- What this task involves
Check each line of the listing below for the string "println", and copy the ones that have it.

- Material for this exercise
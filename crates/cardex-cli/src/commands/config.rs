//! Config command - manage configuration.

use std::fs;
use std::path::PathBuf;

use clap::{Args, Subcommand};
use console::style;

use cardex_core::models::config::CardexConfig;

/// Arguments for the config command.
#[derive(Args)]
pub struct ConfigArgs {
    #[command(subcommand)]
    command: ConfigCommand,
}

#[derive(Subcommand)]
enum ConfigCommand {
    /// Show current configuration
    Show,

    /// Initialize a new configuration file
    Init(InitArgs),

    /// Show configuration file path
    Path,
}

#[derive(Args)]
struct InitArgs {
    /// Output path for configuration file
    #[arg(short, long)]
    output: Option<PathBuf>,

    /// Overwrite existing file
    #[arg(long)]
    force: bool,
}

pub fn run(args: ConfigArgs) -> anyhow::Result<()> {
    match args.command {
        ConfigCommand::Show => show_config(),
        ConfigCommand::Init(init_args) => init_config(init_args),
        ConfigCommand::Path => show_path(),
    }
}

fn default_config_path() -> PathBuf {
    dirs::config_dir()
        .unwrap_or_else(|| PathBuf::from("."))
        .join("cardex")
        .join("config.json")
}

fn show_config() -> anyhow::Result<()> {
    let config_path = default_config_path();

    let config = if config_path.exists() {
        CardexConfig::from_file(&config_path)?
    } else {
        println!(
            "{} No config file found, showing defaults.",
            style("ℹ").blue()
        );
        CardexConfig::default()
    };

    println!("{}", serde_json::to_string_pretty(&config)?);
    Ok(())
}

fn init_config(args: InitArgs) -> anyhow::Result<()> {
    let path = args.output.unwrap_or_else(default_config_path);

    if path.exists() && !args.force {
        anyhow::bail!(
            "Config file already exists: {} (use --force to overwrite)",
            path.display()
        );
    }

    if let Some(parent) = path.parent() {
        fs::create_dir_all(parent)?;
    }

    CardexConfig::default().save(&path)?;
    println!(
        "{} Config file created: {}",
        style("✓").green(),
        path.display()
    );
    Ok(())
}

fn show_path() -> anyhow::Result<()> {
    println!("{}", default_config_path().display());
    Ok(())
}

==

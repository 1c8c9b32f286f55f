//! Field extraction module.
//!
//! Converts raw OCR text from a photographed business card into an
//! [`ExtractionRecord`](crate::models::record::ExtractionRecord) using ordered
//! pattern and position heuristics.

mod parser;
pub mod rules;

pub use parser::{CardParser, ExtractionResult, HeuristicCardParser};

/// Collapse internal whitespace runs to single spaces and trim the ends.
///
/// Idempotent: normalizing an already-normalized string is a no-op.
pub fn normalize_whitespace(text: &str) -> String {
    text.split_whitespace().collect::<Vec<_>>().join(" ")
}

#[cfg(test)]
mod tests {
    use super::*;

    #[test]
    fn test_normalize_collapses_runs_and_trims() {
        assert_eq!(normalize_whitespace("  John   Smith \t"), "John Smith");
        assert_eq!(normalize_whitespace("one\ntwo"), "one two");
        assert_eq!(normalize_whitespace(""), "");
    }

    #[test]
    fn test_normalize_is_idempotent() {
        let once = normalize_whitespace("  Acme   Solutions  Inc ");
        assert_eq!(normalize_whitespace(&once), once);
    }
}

- Response below
        println!(
    println!("{}", serde_json::to_string_pretty(&config)?);
    println!(
    println!("{}", default_config_path().display());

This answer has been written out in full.